Collected data
*-*-*

use clap::{Parser, Subcommand};
use clap_complete::Shell;
use std::path::PathBuf;

#[derive(Parser)]
#[command(name = "provision")]
#[command(version)]
#[command(about = "Check and converge a machine, one dependency at a time", long_about = None)]
#[command(propagate_version = true)]
pub struct Cli {
    /// Verbosity level
    #[arg(short, long, action = clap::ArgAction::Count, global = true)]
    pub verbose: u8,

    /// Suppress non-essential output
    #[arg(short, long, global = true)]
    pub quiet: bool,

    #[command(subcommand)]
    pub command: Command,
}

#[derive(Subcommand)]
pub enum Command {
    /// Check that commands are installed, all from one place
    Check(CheckArgs),

    /// Edit a file exactly once per change
    Patch(PatchArgs),

    /// Download and unpack or clone sources
    Fetch(FetchArgs),

    /// Pick a value per platform for this host
    Choose(ChooseArgs),

    /// Show the detected platform
    Host {
        /// Output as JSON
        #[arg(long)]
        json: bool,
    },

    /// Generate shell completions
    Completions {
        /// Shell to generate completions for
        #[arg(value_enum)]
        shell: Shell,
    },

    /// Inspect configuration
    #[command(subcommand)]
    Config(ConfigCommand),
}

// ============================================================================
// Check
// ============================================================================

#[derive(Parser)]
pub struct CheckArgs {
    /// Commands that should all be on the PATH
    #[arg(required = true)]
    pub commands: Vec<String>,

    /// Treat this directory as ours instead of the configured install dirs
    #[arg(short, long)]
    pub dir: Option<PathBuf>,

    /// Name to report the check under (defaults to the first command)
    #[arg(short, long)]
    pub name: Option<String>,

    /// Output as JSON
    #[arg(long)]
    pub json: bool,
}

// ============================================================================
// Patch
// ============================================================================

#[derive(Parser)]
pub struct PatchArgs {
    /// Show what would change without writing
    #[arg(long, global = true)]
    pub dry_run: bool,

    #[command(subcommand)]
    pub command: PatchCommand,
}

#[derive(Subcommand)]
pub enum PatchCommand {
    /// Replace lines starting with some text, keeping a record of the old one
    ChangeLine {
        /// File to edit
        file: PathBuf,

        /// Start of the line to replace (leading whitespace ignored)
        #[arg(short, long)]
        line: String,

        /// Replacement line
        #[arg(short = 'w', long = "with")]
        replacement: String,
    },

    /// Insert lines just before an anchor line
    Insert {
        /// File to edit
        file: PathBuf,

        /// Line to insert before
        #[arg(short, long)]
        before: String,

        /// Line to insert (repeatable)
        #[arg(short, long = "text", required = true)]
        text: Vec<String>,

        /// Only insert if the line before the anchor is this
        #[arg(short, long)]
        after: Option<String>,

        /// Comment character for the marker line
        #[arg(short, long)]
        comment_char: Option<String>,
    },

    /// Append lines to the end of a file
    Append {
        /// File to edit (created if missing)
        file: PathBuf,

        /// Line to append (repeatable)
        #[arg(short, long = "text", required = true)]
        text: Vec<String>,
    },

    /// Switch a `keyword value` directive from one value to another
    Directive {
        /// File to edit
        file: PathBuf,

        /// Directive keyword (e.g. PermitRootLogin)
        keyword: String,

        /// Value to remove
        #[arg(short, long)]
        from: String,

        /// Value to set
        #[arg(short, long)]
        to: String,
    },

    /// Check whether a config file was generated by us
    Status {
        /// File to inspect
        file: PathBuf,
    },

    /// Show lines of a file matching a pattern
    Grep {
        /// File to search
        file: PathBuf,

        /// Text (or regex with --regex) to look for
        pattern: String,

        /// Treat the pattern as a regular expression
        #[arg(short, long)]
        regex: bool,
    },
}

// ============================================================================
// Fetch
// ============================================================================

#[derive(Parser)]
pub struct FetchArgs {
    /// Source URLs (http, https, ftp or git)
    #[arg(required = true)]
    pub sources: Vec<String>,

    /// Name to report the fetch under
    #[arg(short, long, default_value = "sources")]
    pub name: String,
}

// ============================================================================
// Choose
// ============================================================================

#[derive(Parser)]
pub struct ChooseArgs {
    /// Value for one or more choices: `linux,ubuntu=build-essential,libssl-dev`
    #[arg(short, long = "option")]
    pub options: Vec<String>,

    /// Value when no choice matches
    #[arg(long, conflicts_with = "unsupported")]
    pub otherwise: Option<String>,

    /// Give up when no choice matches
    #[arg(long)]
    pub unsupported: bool,

    /// Allowed choice names (comma-separated, defaults to common platforms)
    #[arg(long, value_delimiter = ',')]
    pub choices: Vec<String>,

    /// Candidates to try instead of the detected host's (comma-separated, most specific first)
    #[arg(long, value_delimiter = ',')]
    pub platform: Vec<String>,

    /// Extra variable visible to the choice (`key=value`, repeatable)
    #[arg(long = "var")]
    pub vars: Vec<String>,

    /// Name of the dependency the choice is for
    #[arg(short, long, default_value = "choice")]
    pub name: String,
}

// ============================================================================
// Config
// ============================================================================

#[derive(Subcommand)]
pub enum ConfigCommand {
    /// Show config file location and resolved settings
    Show,
}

*-*-*

Each line holding the word "Treat" must be copied from the data.

    /// Treat this directory as ours instead of the configured install dirs
        /// Treat the pattern as a regular expression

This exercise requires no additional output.